Anthropogenic methane emissions are a leading cause of the increase in global average temperatures, often referred to as global warming. Flooded soils play a significant role in methane production, where the anaerobic conditions promote the production of methane by methanogenic microorganisms. Rice fields contribute a considerable portion of agricultural methane emissions, as rice plants provide both factors that enhance and limit methane production. Rice plants harbor both methane- producing and methane-oxidizing microorganisms. Exudates from rice roots provide source for methane production, while oxygen delivered from the root aerenchyma enhances methane oxidation. Studies have shown that the diversity of these microorganisms depends on rice cultivars with some genes characterized as harboring specific groups of microorganisms related to methane emissions.

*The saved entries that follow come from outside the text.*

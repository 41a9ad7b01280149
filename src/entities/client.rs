// 👤 BankClient Entity - Identity record of a bank customer
//
// A client is alive until a death date is recorded.
// The client ID is checked once here and never again.

use serde::Serialize;

use crate::entities::date::Date;
use crate::entities::name::Name;
use crate::error::Result;
use crate::validation::validate_identifier;

pub const MIN_CLIENT_ID_LENGTH: usize = 6;
pub const MAX_CLIENT_ID_LENGTH: usize = 7;

const ALIVE_STATUS: &str = "alive";
const DECEASED_STATUS: &str = "not alive";

#[derive(Debug, Clone, PartialEq, Eq, Serialize)]
pub struct BankClient {
    name: Name,
    birth_date: Date,
    death_date: Option<Date>,
    signup_date: Date,
    client_id: String,
}

impl BankClient {
    pub fn new(
        name: Name,
        birth_date: Date,
        death_date: Option<Date>,
        signup_date: Date,
        client_id: impl Into<String>,
    ) -> Result<Self> {
        let client_id = client_id.into();
        validate_identifier(
            &client_id,
            "Client ID",
            MIN_CLIENT_ID_LENGTH,
            MAX_CLIENT_ID_LENGTH,
        )?;

        Ok(BankClient {
            name,
            birth_date,
            death_date,
            signup_date,
            client_id,
        })
    }

    pub fn name(&self) -> &Name {
        &self.name
    }

    pub fn birth_date(&self) -> Date {
        self.birth_date
    }

    pub fn death_date(&self) -> Option<Date> {
        self.death_date
    }

    pub fn signup_date(&self) -> Date {
        self.signup_date
    }

    pub fn client_id(&self) -> &str {
        &self.client_id
    }

    pub fn is_alive(&self) -> bool {
        self.death_date.is_none()
    }

    /// One-line summary of the client
    ///
    /// Example: "Albert Einstein client #abc123 (not alive) joined the bank on monday, january 1,1900"
    ///
    /// Day and year are joined without a space; consumers match on this exact text.
    pub fn details(&self) -> String {
        let status = if self.is_alive() {
            ALIVE_STATUS
        } else {
            DECEASED_STATUS
        };

        format!(
            "{} client #{} ({}) joined the bank on {}, {} {},{}",
            self.name.full_name(),
            self.client_id,
            status,
            self.signup_date.day_of_the_week().to_lowercase(),
            self.signup_date.month_name().to_lowercase(),
            self.signup_date.day(),
            self.signup_date.year()
        )
    }
}

#[cfg(test)]
mod tests {
    use super::*;

    fn einstein() -> BankClient {
        BankClient::new(
            Name::new("Albert", "Einstein").unwrap(),
            Date::new(1879, 3, 14).unwrap(),
            Some(Date::new(1955, 4, 18).unwrap()),
            Date::new(1900, 1, 1).unwrap(),
            "abc123",
        )
        .unwrap()
    }

    #[test]
    fn test_client_creation() {
        let client = einstein();
        assert_eq!(client.client_id(), "abc123");
        assert_eq!(client.name().full_name(), "Albert Einstein");
        assert_eq!(client.birth_date(), Date::new(1879, 3, 14).unwrap());
        assert_eq!(client.signup_date(), Date::new(1900, 1, 1).unwrap());
        assert!(!client.is_alive());
    }

    #[test]
    fn test_details_deceased() {
        assert_eq!(
            einstein().details(),
            "Albert Einstein client #abc123 (not alive) joined the bank on monday, january 1,1900"
        );
    }

    #[test]
    fn test_details_alive() {
        let client = BankClient::new(
            Name::new("Jackie", "Chan").unwrap(),
            Date::new(1954, 4, 7).unwrap(),
            None,
            Date::new(1980, 10, 1).unwrap(),
            "chan789",
        )
        .unwrap();

        assert!(client.is_alive());
        assert_eq!(client.death_date(), None);
        assert_eq!(
            client.details(),
            "Jackie Chan client #chan789 (alive) joined the bank on wednesday, october 1,1980"
        );
    }

    #[test]
    fn test_client_id_length() {
        let make = |id: &str| {
            BankClient::new(
                Name::new("Nelson", "Mandela").unwrap(),
                Date::new(1918, 7, 18).unwrap(),
                None,
                Date::new(1994, 5, 10).unwrap(),
                id,
            )
        };

        assert!(make("12345").is_err());
        assert!(make("123456").is_ok());
        assert!(make("1234567").is_ok());
        assert!(make("12345678").is_err());

        let err = make("1234").unwrap_err();
        assert_eq!(err.message(), "Client ID must be 6 or 7 characters");
    }

    #[test]
    fn test_client_id_blank() {
        let err = BankClient::new(
            Name::new("Nelson", "Mandela").unwrap(),
            Date::new(1918, 7, 18).unwrap(),
            None,
            Date::new(1994, 5, 10).unwrap(),
            "       ",
        )
        .unwrap_err();
        assert_eq!(err.message(), "Client ID cannot be null or blank");
    }

    #[test]
    fn test_serialize() {
        let json = serde_json::to_value(einstein()).unwrap();
        assert_eq!(json["client_id"], "abc123");
        assert_eq!(json["name"]["last_name"], "Einstein");
        assert_eq!(json["death_date"]["year"], 1955);
    }
}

However, there is still a need for research to determine the balance between methane production and oxidation, as rice plants possess the ability to regulate net methane production. Various agronomical practices, such as fertilizer and water management, have been employed to mitigate methane emissions. Nevertheless, studies correlating agronomic and chemical management of methane with productivity are limited. Moreover, evidences for breeding low-methane-emitting rice varieties are scattered largely due to the absence of coordinated breeding programs. Research has indicated that phenotypic characteristics, such as root biomass, shoot architecture, and aerenchyma, are highly correlated with methane emissions. This review discusses available studies that involve the correlation between plant characteristics and methane emissions. It emphasizes the necessity and importance of breeding low-methane-emitting rice varieties in addition to existing agronomic, biological, and chemical practices. The review also delves into the ideal phenotypic and physiological characteristics of low-methane-emitting rice and potential breeding techniques, drawing from studies conducted with diverse varieties, mutants, and transgenic plants.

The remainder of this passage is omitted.